30,000 Wildflowers - Sage Hill Counseling

I didn’t want to plant my wildflowers this year.

For years I’ve bought a sack of 30,000 wildflower seeds in early February and then guerilla garden them like Johnny Appleseed on any patch of ground needing beauty. This year I bought my seeds around the New Year. I sought them out specifically because they are supposed to attract a particular species of hummingbird that I always wanted to see in person.

I stowed them in the trunk of my car and planned on scattering them in a section of forgotten dirt behind my office window. I couldn’t wait for bland and dusty to get transformed to wild and zesty. I imagined savoring the mischief and enjoying comments from my observant co-workers.

Then the world started to erode around me. A family member lost their job. I had to start wearing gloves to the grocery store and things that were reliable all my life were no longer trustworthy. It felt like the manual I’ve pieced together on “How to Live” got drastically revised, and I didn’t get the updated sections. And throughout it all I just kept thinking about those seeds, still in my trunk.

The first few weeks I subverted the issue by being prudent. I didn’t even know if I would be in my office to see the blooms, so I might as well save them. The next few weeks I told myself I’d be better off without them. After all, it’s just another thing to look after in such a turbulent time. As these half-truths were held and set aside I finally started to move into the land that I’m always reluctant to visit…

Sadness. Grief. Loss. Heartache.

The feelings beneath my anger and my fear. The ones that feel so much more than the heat of my rage, and the ones I’m struggling to hold even now as I type this.

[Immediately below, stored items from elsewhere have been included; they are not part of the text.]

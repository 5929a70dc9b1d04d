//! Sending side of the cross-frame transport, as seen by one frame.

use std::sync::Arc;

use dossier_types::error::ChannelError;
use dossier_types::protocol::{FrameId, FrameMessage};

use super::bus::FrameBus;

/// Lets a frame post messages to other frames.
pub trait FramePort: Send + Sync {
    /// The frame this port posts from.
    fn frame(&self) -> FrameId;

    fn post(&self, target: FrameId, message: FrameMessage) -> Result<(), ChannelError>;
}

/// `FramePort` over a shared [`FrameBus`].
#[derive(Debug, Clone)]
pub struct BusPort {
    bus: Arc<FrameBus>,
    frame: FrameId,
}

impl BusPort {
    pub fn new(bus: Arc<FrameBus>, frame: FrameId) -> Self {
        Self { bus, frame }
    }
}

impl FramePort for BusPort {
    fn frame(&self) -> FrameId {
        self.frame
    }

    fn post(&self, target: FrameId, message: FrameMessage) -> Result<(), ChannelError> {
        self.bus.post(self.frame, target, message).map(|_| ())
    }
}

#[cfg(test)]
mod tests {
    use super::*;

    #[tokio::test]
    async fn test_bus_port_posts_from_its_frame() {
        let bus = Arc::new(FrameBus::new());
        let me = FrameId::new();
        let peer = FrameId::new();
        let _me_rx = bus.register(me, "http://localhost:8888");
        let mut peer_rx = bus.register(peer, "http://localhost:8888");

        let port = BusPort::new(bus.clone(), me);
        assert_eq!(port.frame(), me);
        port.post(peer, FrameMessage::GetFullDraftData).unwrap();
        assert_eq!(peer_rx.recv().await.unwrap().source, me);
    }
}
//! `dossier sections`: the questionnaire navigation with saved state.

use anyhow::Result;
use comfy_table::{presets, Cell, Color, ContentArrangement, Table};
use console::style;

use crate::state::AppState;

pub async fn list_sections(state: &AppState, json: bool) -> Result<()> {
    let draft = state.draft_store().load(&state.identity).await?;

    if json {
        let entries: Vec<_> = state
            .config
            .sections
            .iter()
            .map(|entry| {
                serde_json::json!({
                    "key": entry.key,
                    "title": entry.title,
                    "path": entry.resource_path(),
                    "saved": draft.section(&entry.key).is_some(),
                })
            })
            .collect();
        println!("{}", serde_json::to_string_pretty(&entries)?);
        return Ok(());
    }

    let mut table = Table::new();
    table.load_preset(presets::UTF8_FULL_CONDENSED);
    table.set_content_arrangement(ContentArrangement::Dynamic);
    table.set_header(vec![
        Cell::new("#").fg(Color::White),
        Cell::new("Key").fg(Color::White),
        Cell::new("Title").fg(Color::White),
        Cell::new("Page").fg(Color::White),
        Cell::new("Saved").fg(Color::White),
    ]);

    for (i, entry) in state.config.sections.iter().enumerate() {
        let saved = match draft.section(&entry.key) {
            Some(record) => Cell::new(format!("{} entries", record.len())).fg(Color::Green),
            None => Cell::new("-").fg(Color::DarkGrey),
        };
        table.add_row(vec![
            Cell::new(i + 1),
            Cell::new(entry.key.as_str()).fg(Color::Cyan),
            Cell::new(&entry.title),
            Cell::new(entry.resource_path()).fg(Color::DarkGrey),
            saved,
        ]);
    }

    println!();
    println!(
        "  {} Sections for {}",
        style("▸").bold(),
        style(&state.identity).cyan()
    );
    println!();
    println!("{table}");
    println!();

    Ok(())
}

I love laughter, mirth, mischief and silliness. I can make most people chuckle and a select few spit out their drinks. As a young man I never questioned that, like I never questioned my ability to sit with people in pain. And I never considered that the two might be connected.

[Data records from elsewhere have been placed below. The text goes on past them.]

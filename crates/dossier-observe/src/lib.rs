//! Observability setup for Dossier: tracing subscriber installation and
//! shared span attribute names.

pub mod attributes;
pub mod tracing_setup;
//! Authenticated user identity.
//!
//! The identity provider hands back a user profile; the only thing Dossier
//! keeps from it is a stable identifier used to namespace the draft store.

use std::fmt;

use serde::{Deserialize, Serialize};

/// Identity used when the provider authenticated the user but returned no
/// subject claim.
pub const ANONYMOUS_AUTHENTICATED: &str = "anonymous_authenticated";

/// Opaque stable identifier of the logged-in user.
#[derive(Debug, Clone, PartialEq, Eq, Hash, Serialize, Deserialize)]
#[serde(transparent)]
pub struct UserIdentity(String);

impl UserIdentity {
    pub fn new(id: impl Into<String>) -> Self {
        Self(id.into())
    }

    pub fn as_str(&self) -> &str {
        &self.0
    }
}

impl fmt::Display for UserIdentity {
    fn fmt(&self, f: &mut fmt::Formatter<'_>) -> fmt::Result {
        f.write_str(&self.0)
    }
}

/// User profile as returned by the identity provider.
#[derive(Debug, Clone, Default, PartialEq, Eq, Serialize, Deserialize)]
pub struct UserProfile {
    /// Subject claim. Becomes the `UserIdentity`.
    #[serde(default)]
    pub sub: Option<String>,
    #[serde(default)]
    pub email: Option<String>,
    #[serde(default)]
    pub name: Option<String>,
}

impl UserProfile {
    /// Identity derived from this profile.
    pub fn identity(&self) -> UserIdentity {
        match self.sub.as_deref() {
            Some(sub) if !sub.is_empty() => UserIdentity::new(sub),
            _ => UserIdentity::new(ANONYMOUS_AUTHENTICATED),
        }
    }

    /// Label shown next to the logout button.
    pub fn display_label(&self) -> &str {
        self.email.as_deref().unwrap_or("User")
    }
}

As the years ticked on I awakened to the truth that my joy, my laughter, and my zeal had counterweights in my heart. My joy knew my sadness, my laughter knew my pain, and my zeal knew my stillness. God didn’t screw up in my design. I was beautifully and wonderfully made. But, believing that doesn’t make feeling sadness any less arduous. It feels so grown up, so mature. I always feel that I’m not the right man for the job when it comes to sadness, even though I’ve known so much of it.

So here I am with my sadness, allowing it to happen. Feels like I’m eight years old looking for Mom, like I’m thirteen years old needing Dad. In this moment it’s accentuating the pain of this life in high definition. It’s that hunger behind my heart and the worry I might be tearful at an “inopportune” time. It’s the tension of wanting to cry out and the fear of not being heard.

It’s just awful…

…and it’s so necessary.

It’s the messenger that will wait years for my attention, patiently and calmly. Some messages of grief have become so old on the doorstep of my heart that they forgot the content, but unfortunately still look the same. Today I know that I must struggle to feel them. I must let them in. For grief isn’t here to tear up my life and cause wreckage. It’s the gentle caregiver that sits with me in my tears, holds me in my weakness and heals my heart to hold hope again.

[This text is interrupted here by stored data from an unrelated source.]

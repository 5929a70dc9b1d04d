//! Review agent: fetches the whole draft, renders it for confirmation and
//! hands it to the submission endpoint.

use std::fmt;
use std::time::Duration;

use serde::Serialize;
use tokio::sync::mpsc;
use tracing::{debug, info, warn};

use dossier_types::error::SubmissionError;
use dossier_types::protocol::{Envelope, FrameId, FrameMessage};
use dossier_types::record::{ConsolidatedDraft, FieldValue, RecordEntry};
use dossier_types::section::{SectionEntry, SectionKey};

use crate::frame::FramePort;
use crate::submission::{SubmissionEndpoint, SubmissionReceipt};

// ---------------------------------------------------------------------------
// Rendering
// ---------------------------------------------------------------------------

/// Friendlier labels for fields whose names read poorly.
const FIELD_LABELS: &[(&str, &str)] = &[
    ("applicant_name", "Full Name (as per passport)"),
    ("applicant_race_religion", "Race & Religion"),
    ("spouse_name", "Spouse's Name"),
    ("ns_applicable", "National Service Applicable"),
    ("ns_organization", "NS Organization"),
];

/// `snake_case` → `Title Case`, unless a friendlier label is known.
pub fn field_label(name: &str) -> String {
    if let Some((_, label)) = FIELD_LABELS.iter().find(|(field, _)| *field == name) {
        return label.to_string();
    }
    title_case(name)
}

fn title_case(name: &str) -> String {
    name.split('_')
        .filter(|w| !w.is_empty())
        .map(|word| {
            let mut chars = word.chars();
            match chars.next() {
                Some(first) => first.to_uppercase().chain(chars).collect::<String>(),
                None => String::new(),
            }
        })
        .collect::<Vec<_>>()
        .join(" ")
}

/// Display form of a field value.
pub fn format_value(value: &FieldValue) -> String {
    let text = match value {
        FieldValue::Flag(true) => return "Yes".to_string(),
        FieldValue::Flag(false) => return "No".to_string(),
        FieldValue::List(items) => items.join(", "),
        FieldValue::Text(text) => text.clone(),
    };
    if text.trim().is_empty() {
        "N/A".to_string()
    } else {
        text
    }
}

#[derive(Debug, Clone, PartialEq, Eq, Serialize)]
pub struct ReviewLine {
    pub label: String,
    pub value: String,
}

It’s my grief – my terrible, awful and majestic grief – that allowed me to get my sack of wild beauty out my trunk and scatter it over the ground. It’s my sadness that reignited my hope to see a hummingbird I’ve never seen in person.

So for this moment I’ll feel my sadness. I’ll live with the tension that feeling this might cause me to live outside of my pre-approved parameters. I’ll bear the burden that my sadness might reveal a need. I’ll let go and grieve. And, hopefully, I’ll watch those wildflowers grow and finally see that hummingbird.